On September 22, 2015, Q BioMed CEO, Denis Corin had this to say in an interview with The Wall Street Analyzer:

“The most unique thing about Q BioMed is that it’s providing access for investors to innovative technologies that are very mature and later-stage. Our model is very different that what is typically expected from biotech investors. Historically investors focused in the biotech micro-cap public sector have to find a single biotech company or product to invest in. Returns on their investment would require a very a patient outlook while the company’s technologies make their way through the regulatory processes with the FDA, etcetera. This is a fairly arduous process, time consuming and the investors are stuck waiting for developments to happen to help generate the liquidity for their investment. For those who favor privately-held biotech companies, where their investments are essentially locked in until their product has reached the major evaluation inflexion point allowing the company to either go public or be acquired … well simply put from our perspective this is just very long and a risky investment.

The goal here for us at Q BioMed is to have multiple assets in different therapeutic areas that will provide constant inflexion points in each of those areas, providing for continual investor liquidity. We do not want our investors just sitting and waiting for one product to work through phase one, phase two, phase three, investors in Q BioMed will have multiple assets at work in multiple areas, some in diagnostics, some in medical devices, some in drugs and all having profitable outcomes. So, your investments returns are driven by having, multiple short-term events within our portfolio of products. Allowing for stable ongoing calculated returns for our investors.”

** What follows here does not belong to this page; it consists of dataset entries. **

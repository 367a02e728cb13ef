//! JSON error envelope returned by every endpoint

use axum::{
    http::StatusCode,
    response::{IntoResponse, Response},
    Json,
};
use serde::{Deserialize, Serialize};
use tracing::error;

use crate::domain::DomainError;

/// Value of the envelope's `type` field
#[derive(Debug, Clone, Copy, PartialEq, Eq, Serialize, Deserialize)]
#[serde(rename_all = "snake_case")]
pub enum ApiErrorType {
    InvalidRequestError,
    NotFoundError,
    ServerError,
    ServiceUnavailableError,
}

impl std::fmt::Display for ApiErrorType {
    fn fmt(&self, f: &mut std::fmt::Formatter<'_>) -> std::fmt::Result {
        match self {
            Self::InvalidRequestError => write!(f, "invalid_request_error"),
            Self::NotFoundError => write!(f, "not_found_error"),
            Self::ServerError => write!(f, "server_error"),
            Self::ServiceUnavailableError => write!(f, "service_unavailable_error"),
        }
    }
}

/// Top-level error body: `{"error": {...}}`
#[derive(Debug, Clone, Serialize, Deserialize)]
pub struct ApiErrorResponse {
    pub error: ApiErrorDetail,
}

/// Error detail structure
#[derive(Debug, Clone, Serialize, Deserialize)]
pub struct ApiErrorDetail {
    pub message: String,
    #[serde(rename = "type")]
    pub error_type: ApiErrorType,
    /// Offending input field, when one is known
    #[serde(skip_serializing_if = "Option::is_none")]
    pub param: Option<String>,
    #[serde(skip_serializing_if = "Option::is_none")]
    pub code: Option<String>,
}

/// API error with status code
#[derive(Debug)]
pub struct ApiError {
    pub status: StatusCode,
    pub response: ApiErrorResponse,
}

impl ApiError {
    /// Create a new API error
    pub fn new(status: StatusCode, error_type: ApiErrorType, message: impl Into<String>) -> Self {
        Self {
            status,
            response: ApiErrorResponse {
                error: ApiErrorDetail {
                    message: message.into(),
                    error_type,
                    param: None,
                    code: None,
                },
            },
        }
    }

    /// Add parameter info
    pub fn with_param(mut self, param: impl Into<String>) -> Self {
        self.response.error.param = Some(param.into());
        self
    }

    /// Add error code
    pub fn with_code(mut self, code: impl Into<String>) -> Self {
        self.response.error.code = Some(code.into());
        self
    }

    /// Bad request error
    pub fn bad_request(message: impl Into<String>) -> Self {
        Self::new(StatusCode::BAD_REQUEST, ApiErrorType::InvalidRequestError, message)
    }

    /// Not found error
    pub fn not_found(message: impl Into<String>) -> Self {
        Self::new(StatusCode::NOT_FOUND, ApiErrorType::NotFoundError, message)
    }

    /// Internal server error
    pub fn internal(message: impl Into<String>) -> Self {
        Self::new(StatusCode::INTERNAL_SERVER_ERROR, ApiErrorType::ServerError, message)
    }

    /// Service unavailable
    pub fn unavailable(message: impl Into<String>) -> Self {
        Self::new(
            StatusCode::SERVICE_UNAVAILABLE,
            ApiErrorType::ServiceUnavailableError,
            message,
        )
    }
}

impl IntoResponse for ApiError {
    fn into_response(self) -> Response {
        (self.status, Json(self.response)).into_response()
    }
}

impl From<DomainError> for ApiError {
    fn from(err: DomainError) -> Self {
        match err {
            DomainError::Validation { message, field } => {
                let api = Self::bad_request(message).with_code("invalid_value");
                match field {
                    Some(field) => api.with_param(field),
                    None => api,
                }
            }
            DomainError::NotFound { message } => Self::not_found(message),
            DomainError::Provider { provider, message } => {
                Self::unavailable(format!("{}: {}", provider, message)).with_code("provider_error")
            }
            other => {
                error!(error = %other, "Request failed");
                let code = match &other {
                    DomainError::Configuration { .. } => "configuration_error",
                    DomainError::DataLoad { .. } => "data_load_error",
                    DomainError::Model { .. } => "model_error",
                    DomainError::Serialization { .. } => "serialization_error",
                    _ => "internal_error",
                };
                Self::internal(other.to_string()).with_code(code)
            }
        }
    }
}

impl std::fmt::Display for ApiError {
    fn fmt(&self, f: &mut std::fmt::Formatter<'_>) -> std::fmt::Result {
        write!(
            f,
            "{}: {}",
            self.response.error.error_type, self.response.error.message
        )
    }
}

impl std::error::Error for ApiError {}
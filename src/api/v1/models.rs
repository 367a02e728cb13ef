//! Model listing

use axum::extract::State;
use tracing::debug;

use crate::api::state::AppState;
use crate::api::types::{Json, ModelsResponse};

/// GET /v1/models
pub async fn list_models(State(state): State<AppState>) -> Json<ModelsResponse> {
    let selectable = state.prediction_service.selectable_models();
    debug!(count = selectable.len(), "Listing selectable models");

    Json(ModelsResponse::new(&selectable))
}
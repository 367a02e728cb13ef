use serde::Serialize;
use tracing::{debug, warn};

use crate::domain::DomainError;

pub const DEFAULT_PREVIEW_ROWS: usize = 5;

/// Numeric-column correlation matrix of an uploaded CSV
#[derive(Debug, Clone, PartialEq, Serialize)]
pub struct CorrelationReport {
    pub columns: Vec<String>,
    pub row_count: usize,
    /// First rows of the file, as text
    pub preview: Vec<Vec<String>>,
    pub numeric_columns: Vec<String>,
    /// Pearson coefficients; `None` where a pair has fewer than two rows or no variance
    pub matrix: Vec<Vec<Option<f64>>>,
    #[serde(skip_serializing_if = "Option::is_none")]
    pub warning: Option<String>,
}

/// Parse CSV bytes and correlate every numeric column
///
/// A column is numeric when every non-empty cell parses as a float. Empty input,
/// a header without rows or ragged rows are validation errors.
pub fn analyze_csv(bytes: &[u8], preview_rows: usize) -> Result<CorrelationReport, DomainError> {
    if bytes.iter().all(u8::is_ascii_whitespace) {
        return Err(DomainError::validation("Uploaded file is empty"));
    }

    let mut reader = csv::ReaderBuilder::new()
        .trim(csv::Trim::All)
        .from_reader(bytes);

    let columns: Vec<String> = reader
        .headers()
        .map_err(|e| DomainError::validation(format!("Cannot parse CSV header: {}", e)))?
        .iter()
        .map(str::to_string)
        .collect();

    let mut rows: Vec<Vec<String>> = Vec::new();
    for (i, record) in reader.records().enumerate() {
        let record = record.map_err(|e| {
            DomainError::validation(format!("Cannot parse CSV row {}: {}", i + 1, e))
        })?;
        rows.push(record.iter().map(str::to_string).collect());
    }

    if rows.is_empty() {
        return Err(DomainError::validation("Uploaded CSV has no data rows"));
    }

    let mut numeric_columns = Vec::new();
    let mut series: Vec<Vec<Option<f64>>> = Vec::new();

    for (j, name) in columns.iter().enumerate() {
        if let Some(values) = numeric_series(&rows, j) {
            numeric_columns.push(name.clone());
            series.push(values);
        }
    }

    let matrix: Vec<Vec<Option<f64>>> = series
        .iter()
        .map(|a| series.iter().map(|b| pearson(a, b)).collect())
        .collect();

    let warning = numeric_columns
        .is_empty()
        .then(|| "No numeric columns to correlate".to_string());

    if warning.is_some() {
        warn!(columns = columns.len(), rows = rows.len(), "Uploaded CSV has no numeric columns");
    }

    debug!(
        rows = rows.len(),
        numeric = numeric_columns.len(),
        "Correlation matrix computed"
    );

    Ok(CorrelationReport {
        row_count: rows.len(),
        preview: rows.iter().take(preview_rows).cloned().collect(),
        columns,
        numeric_columns,
        matrix,
        warning,
    })
}

fn numeric_series(rows: &[Vec<String>], column: usize) -> Option<Vec<Option<f64>>> {
    let mut values = Vec::with_capacity(rows.len());
    let mut seen = false;

    for row in rows {
        let cell = row.get(column).map(String::as_str).unwrap_or("");
        if cell.is_empty() {
            values.push(None);
        } else {
            values.push(Some(cell.parse::<f64>().ok().filter(|v| v.is_finite())?));
            seen = true;
        }
    }

    seen.then_some(values)
}

/// Pearson correlation over rows where both values are present
fn pearson(a: &[Option<f64>], b: &[Option<f64>]) -> Option<f64> {
    let pairs: Vec<(f64, f64)> = a
        .iter()
        .zip(b)
        .filter_map(|(x, y)| Some(((*x)?, (*y)?)))
        .collect();

    if pairs.len() < 2 {
        return None;
    }

    let n = pairs.len() as f64;
    let mean_x = pairs.iter().map(|p| p.0).sum::<f64>() / n;
    let mean_y = pairs.iter().map(|p| p.1).sum::<f64>() / n;

    let (mut cov, mut var_x, mut var_y) = (0.0, 0.0, 0.0);
    for (x, y) in &pairs {
        let dx = x - mean_x;
        let dy = y - mean_y;
        cov += dx * dy;
        var_x += dx * dx;
        var_y += dy * dy;
    }

    if var_x == 0.0 || var_y == 0.0 {
        return None;
    }

    Some((cov / (var_x.sqrt() * var_y.sqrt())).clamp(-1.0, 1.0))
}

We find Mr. Corin’s 2015 interview very prophetic. Under Mr. Corin’s leadership, Q BioMed has grown is product pipeline to 4 products which has demonstrated his ability to execute on his vision. We believe that Q BioMed’s management team has executed very well against its target milestones over the last 2 years, and we look forward to seeing the company continue to achieve its next set of milestones in 2018 and 2019.

Additionally, there have been some significant corporate developments that have recently occurred, possibly showing their hand in the goals for an near-term up-listing to NASDAQ.

Specifically, the company has retired all of its debt; has added independent directors to its Board, and is raising shareholder friendly capital to bolster its balance sheet reserves. These activities are commonly done by companies who are readying themselves to up-list to a major exchange. We believe that Q BioMed’s recent corporate structural activities have positioned the company for a similar opportunity, and it is something that potential investors will want to factor into their decision, sooner rather than later.

We would not be surprised in the least if we see an early share-price double in the coming months as next round news is released on Q BioMed Inc. (OTC: QBIO), but first things first. In order to be in the game you must own QBIO. Don’t you end up kicking yourself later for missing out, so start your own research on Q BioMed, Inc. now and be sure to show this information to your broker. Everything we have noted above is easy to verify through publicly available sources and we are confident that you will agree that Q BioMed holds strong upside from current price levels.

Remember, with every stock situation, it is crucial that you follow our stated mantra of protecting partial gains on your way up. We’ll also be announcing specific profit intervals that you can follow each and every step of the way at TheMoneyStreet .com.